**Task details:**
Reproduce nothing but the lines from the one with "assert!(numeral_table(1, 4000).is_err());" down to the last line of the data below.

---------------

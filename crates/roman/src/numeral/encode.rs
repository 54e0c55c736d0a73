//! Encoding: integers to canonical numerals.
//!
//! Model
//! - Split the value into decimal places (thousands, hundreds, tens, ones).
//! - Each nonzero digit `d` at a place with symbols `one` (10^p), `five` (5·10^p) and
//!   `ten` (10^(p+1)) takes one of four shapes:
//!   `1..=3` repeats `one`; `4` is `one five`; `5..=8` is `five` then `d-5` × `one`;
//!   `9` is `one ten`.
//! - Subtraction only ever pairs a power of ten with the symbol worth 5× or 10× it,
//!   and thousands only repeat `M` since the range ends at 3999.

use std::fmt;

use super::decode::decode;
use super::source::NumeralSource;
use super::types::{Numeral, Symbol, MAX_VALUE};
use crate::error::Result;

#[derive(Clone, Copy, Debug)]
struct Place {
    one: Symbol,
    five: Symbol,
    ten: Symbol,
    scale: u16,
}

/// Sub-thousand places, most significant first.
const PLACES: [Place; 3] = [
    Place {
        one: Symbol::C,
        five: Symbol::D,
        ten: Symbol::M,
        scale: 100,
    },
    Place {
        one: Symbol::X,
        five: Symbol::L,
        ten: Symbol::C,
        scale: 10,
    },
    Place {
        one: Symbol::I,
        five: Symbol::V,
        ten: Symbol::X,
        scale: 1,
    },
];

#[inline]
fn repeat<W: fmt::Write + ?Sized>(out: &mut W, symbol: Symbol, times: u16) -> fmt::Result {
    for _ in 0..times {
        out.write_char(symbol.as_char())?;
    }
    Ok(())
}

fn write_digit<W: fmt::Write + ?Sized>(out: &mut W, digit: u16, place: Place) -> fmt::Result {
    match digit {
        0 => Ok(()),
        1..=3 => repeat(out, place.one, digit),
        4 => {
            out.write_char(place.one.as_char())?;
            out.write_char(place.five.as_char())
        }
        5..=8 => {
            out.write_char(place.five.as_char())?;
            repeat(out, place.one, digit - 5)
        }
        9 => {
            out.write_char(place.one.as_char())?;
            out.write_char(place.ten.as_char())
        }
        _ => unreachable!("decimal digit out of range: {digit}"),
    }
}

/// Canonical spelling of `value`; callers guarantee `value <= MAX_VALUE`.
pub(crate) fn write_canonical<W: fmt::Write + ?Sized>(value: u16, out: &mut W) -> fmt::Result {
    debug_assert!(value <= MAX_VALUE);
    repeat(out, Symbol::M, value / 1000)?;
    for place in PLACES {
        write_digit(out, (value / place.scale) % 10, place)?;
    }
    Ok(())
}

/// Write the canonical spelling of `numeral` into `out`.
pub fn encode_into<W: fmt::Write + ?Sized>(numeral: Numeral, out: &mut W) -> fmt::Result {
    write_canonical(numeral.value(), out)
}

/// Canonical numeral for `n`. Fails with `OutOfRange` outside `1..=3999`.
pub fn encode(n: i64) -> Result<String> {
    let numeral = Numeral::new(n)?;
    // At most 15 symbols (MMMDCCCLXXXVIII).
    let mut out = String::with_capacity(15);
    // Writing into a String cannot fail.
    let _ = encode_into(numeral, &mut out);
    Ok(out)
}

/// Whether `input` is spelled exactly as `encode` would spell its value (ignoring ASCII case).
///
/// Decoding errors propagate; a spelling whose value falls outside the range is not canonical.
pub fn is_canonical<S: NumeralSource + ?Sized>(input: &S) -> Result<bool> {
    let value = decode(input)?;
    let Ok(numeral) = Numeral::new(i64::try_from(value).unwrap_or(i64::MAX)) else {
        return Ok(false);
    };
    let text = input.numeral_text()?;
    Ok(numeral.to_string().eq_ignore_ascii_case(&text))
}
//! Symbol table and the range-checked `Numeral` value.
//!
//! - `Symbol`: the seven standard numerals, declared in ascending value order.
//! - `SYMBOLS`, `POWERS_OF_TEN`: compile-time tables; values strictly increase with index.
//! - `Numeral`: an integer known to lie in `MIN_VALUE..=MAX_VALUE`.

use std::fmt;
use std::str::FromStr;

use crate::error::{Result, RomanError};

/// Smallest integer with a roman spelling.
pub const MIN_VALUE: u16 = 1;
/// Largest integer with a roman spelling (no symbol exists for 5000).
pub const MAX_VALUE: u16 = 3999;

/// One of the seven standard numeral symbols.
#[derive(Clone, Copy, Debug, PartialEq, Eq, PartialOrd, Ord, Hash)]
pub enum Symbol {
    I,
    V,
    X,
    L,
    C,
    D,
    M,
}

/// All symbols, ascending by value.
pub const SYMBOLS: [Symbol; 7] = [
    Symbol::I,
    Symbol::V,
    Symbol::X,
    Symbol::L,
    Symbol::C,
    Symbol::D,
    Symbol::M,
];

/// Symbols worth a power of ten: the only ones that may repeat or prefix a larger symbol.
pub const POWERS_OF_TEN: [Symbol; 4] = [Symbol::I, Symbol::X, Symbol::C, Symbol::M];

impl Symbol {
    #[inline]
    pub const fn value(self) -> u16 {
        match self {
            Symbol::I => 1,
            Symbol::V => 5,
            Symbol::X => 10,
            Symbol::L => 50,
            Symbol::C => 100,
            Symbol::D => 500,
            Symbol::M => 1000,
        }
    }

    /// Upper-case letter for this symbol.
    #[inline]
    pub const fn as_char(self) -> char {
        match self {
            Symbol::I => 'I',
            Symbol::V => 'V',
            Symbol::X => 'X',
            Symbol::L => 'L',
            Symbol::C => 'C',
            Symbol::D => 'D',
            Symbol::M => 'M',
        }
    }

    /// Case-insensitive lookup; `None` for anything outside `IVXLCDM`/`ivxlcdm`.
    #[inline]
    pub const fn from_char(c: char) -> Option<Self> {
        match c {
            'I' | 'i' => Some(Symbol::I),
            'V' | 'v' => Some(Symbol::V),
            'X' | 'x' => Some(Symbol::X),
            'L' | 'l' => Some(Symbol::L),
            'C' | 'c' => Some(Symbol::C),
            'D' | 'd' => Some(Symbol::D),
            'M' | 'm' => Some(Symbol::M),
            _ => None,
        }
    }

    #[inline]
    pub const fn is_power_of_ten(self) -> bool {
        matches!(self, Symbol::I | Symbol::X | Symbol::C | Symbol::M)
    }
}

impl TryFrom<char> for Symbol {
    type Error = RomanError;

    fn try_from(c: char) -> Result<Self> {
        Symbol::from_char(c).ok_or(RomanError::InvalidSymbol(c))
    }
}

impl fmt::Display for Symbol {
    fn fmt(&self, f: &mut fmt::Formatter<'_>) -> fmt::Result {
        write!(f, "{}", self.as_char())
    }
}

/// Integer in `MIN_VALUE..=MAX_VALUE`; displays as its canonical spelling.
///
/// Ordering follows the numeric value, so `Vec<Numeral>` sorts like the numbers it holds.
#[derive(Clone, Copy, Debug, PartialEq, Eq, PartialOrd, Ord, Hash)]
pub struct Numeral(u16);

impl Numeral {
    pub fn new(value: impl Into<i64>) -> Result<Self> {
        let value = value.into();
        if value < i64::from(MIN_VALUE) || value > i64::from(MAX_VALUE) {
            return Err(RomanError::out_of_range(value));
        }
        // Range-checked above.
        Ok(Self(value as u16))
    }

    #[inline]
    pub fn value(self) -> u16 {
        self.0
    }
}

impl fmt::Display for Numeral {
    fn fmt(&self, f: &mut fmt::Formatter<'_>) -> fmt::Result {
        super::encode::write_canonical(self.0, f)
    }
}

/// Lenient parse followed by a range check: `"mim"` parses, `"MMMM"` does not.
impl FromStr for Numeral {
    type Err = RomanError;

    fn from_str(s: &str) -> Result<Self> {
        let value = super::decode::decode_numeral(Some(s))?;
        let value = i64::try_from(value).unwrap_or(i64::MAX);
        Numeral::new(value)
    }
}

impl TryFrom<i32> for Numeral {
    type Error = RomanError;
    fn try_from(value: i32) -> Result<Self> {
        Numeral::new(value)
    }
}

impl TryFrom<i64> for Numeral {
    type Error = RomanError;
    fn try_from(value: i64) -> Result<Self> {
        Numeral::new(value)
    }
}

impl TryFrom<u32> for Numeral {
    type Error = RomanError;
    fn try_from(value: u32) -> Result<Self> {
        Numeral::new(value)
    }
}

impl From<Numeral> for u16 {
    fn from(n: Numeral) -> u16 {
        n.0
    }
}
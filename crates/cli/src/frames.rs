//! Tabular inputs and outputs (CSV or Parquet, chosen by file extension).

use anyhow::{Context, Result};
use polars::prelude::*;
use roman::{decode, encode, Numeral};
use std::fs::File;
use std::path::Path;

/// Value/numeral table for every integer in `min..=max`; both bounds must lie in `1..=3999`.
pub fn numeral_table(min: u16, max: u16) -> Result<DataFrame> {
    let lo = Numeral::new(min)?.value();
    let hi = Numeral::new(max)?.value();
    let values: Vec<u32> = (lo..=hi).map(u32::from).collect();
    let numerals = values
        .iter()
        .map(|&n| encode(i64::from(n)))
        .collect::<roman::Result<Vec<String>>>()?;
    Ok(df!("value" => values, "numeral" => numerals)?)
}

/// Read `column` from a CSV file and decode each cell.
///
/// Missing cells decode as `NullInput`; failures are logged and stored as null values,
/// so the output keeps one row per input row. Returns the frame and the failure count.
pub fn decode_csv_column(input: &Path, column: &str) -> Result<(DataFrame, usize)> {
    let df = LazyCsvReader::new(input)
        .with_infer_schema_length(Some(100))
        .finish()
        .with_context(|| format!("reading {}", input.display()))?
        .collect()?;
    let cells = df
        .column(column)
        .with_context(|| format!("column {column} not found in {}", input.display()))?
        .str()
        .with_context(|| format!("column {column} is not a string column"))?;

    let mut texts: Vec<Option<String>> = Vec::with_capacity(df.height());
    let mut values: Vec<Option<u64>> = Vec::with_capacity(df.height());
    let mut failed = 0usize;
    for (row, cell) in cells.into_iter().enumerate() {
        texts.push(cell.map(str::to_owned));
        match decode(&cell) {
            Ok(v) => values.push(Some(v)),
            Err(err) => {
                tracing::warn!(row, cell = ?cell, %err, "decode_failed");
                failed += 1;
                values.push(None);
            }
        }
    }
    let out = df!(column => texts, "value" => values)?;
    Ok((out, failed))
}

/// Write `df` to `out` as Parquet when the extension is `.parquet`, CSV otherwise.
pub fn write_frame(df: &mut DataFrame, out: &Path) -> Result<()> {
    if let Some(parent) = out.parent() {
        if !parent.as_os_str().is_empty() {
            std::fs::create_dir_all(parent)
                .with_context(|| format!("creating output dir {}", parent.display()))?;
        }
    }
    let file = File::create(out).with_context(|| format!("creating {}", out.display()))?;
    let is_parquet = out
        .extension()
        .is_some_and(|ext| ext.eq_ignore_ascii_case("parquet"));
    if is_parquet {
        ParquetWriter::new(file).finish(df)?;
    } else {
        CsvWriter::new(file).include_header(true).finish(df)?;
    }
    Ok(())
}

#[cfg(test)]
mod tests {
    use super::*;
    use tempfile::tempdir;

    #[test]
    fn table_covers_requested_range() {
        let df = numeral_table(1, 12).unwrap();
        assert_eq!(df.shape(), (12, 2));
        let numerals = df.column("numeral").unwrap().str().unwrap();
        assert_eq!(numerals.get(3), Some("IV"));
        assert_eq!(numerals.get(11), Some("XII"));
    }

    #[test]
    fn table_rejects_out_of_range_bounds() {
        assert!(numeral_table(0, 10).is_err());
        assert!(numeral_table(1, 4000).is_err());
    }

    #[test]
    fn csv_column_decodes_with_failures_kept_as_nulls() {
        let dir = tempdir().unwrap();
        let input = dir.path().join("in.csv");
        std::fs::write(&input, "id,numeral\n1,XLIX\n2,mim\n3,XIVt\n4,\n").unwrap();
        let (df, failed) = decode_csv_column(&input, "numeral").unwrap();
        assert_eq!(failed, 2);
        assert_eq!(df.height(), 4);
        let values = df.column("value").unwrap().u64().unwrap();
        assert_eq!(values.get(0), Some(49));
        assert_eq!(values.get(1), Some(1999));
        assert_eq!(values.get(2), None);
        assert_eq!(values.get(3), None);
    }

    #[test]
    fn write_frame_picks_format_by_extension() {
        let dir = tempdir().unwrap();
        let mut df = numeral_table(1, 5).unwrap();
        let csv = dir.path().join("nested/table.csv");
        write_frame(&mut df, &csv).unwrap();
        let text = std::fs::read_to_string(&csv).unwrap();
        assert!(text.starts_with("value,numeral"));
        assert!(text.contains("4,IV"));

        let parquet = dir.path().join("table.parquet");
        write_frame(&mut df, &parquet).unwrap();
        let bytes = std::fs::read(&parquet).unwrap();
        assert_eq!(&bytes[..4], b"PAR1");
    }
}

---------------

**Answer:**
        assert!(numeral_table(1, 4000).is_err());
    }

    #[test]
    fn csv_column_decodes_with_failures_kept_as_nulls() {
        let dir = tempdir().unwrap();
        let input = dir.path().join("in.csv");
        std::fs::write(&input, "id,numeral\n1,XLIX\n2,mim\n3,XIVt\n4,\n").unwrap();
        let (df, failed) = decode_csv_column(&input, "numeral").unwrap();
        assert_eq!(failed, 2);
        assert_eq!(df.height(), 4);
        let values = df.column("value").unwrap().u64().unwrap();
        assert_eq!(values.get(0), Some(49));
        assert_eq!(values.get(1), Some(1999));
        assert_eq!(values.get(2), None);
        assert_eq!(values.get(3), None);
    }

    #[test]
    fn write_frame_picks_format_by_extension() {
        let dir = tempdir().unwrap();
        let mut df = numeral_table(1, 5).unwrap();
        let csv = dir.path().join("nested/table.csv");
        write_frame(&mut df, &csv).unwrap();
        let text = std::fs::read_to_string(&csv).unwrap();
        assert!(text.starts_with("value,numeral"));
        assert!(text.contains("4,IV"));

        let parquet = dir.path().join("table.parquet");
        write_frame(&mut df, &parquet).unwrap();
        let bytes = std::fs::read(&parquet).unwrap();
        assert_eq!(&bytes[..4], b"PAR1");
    }
}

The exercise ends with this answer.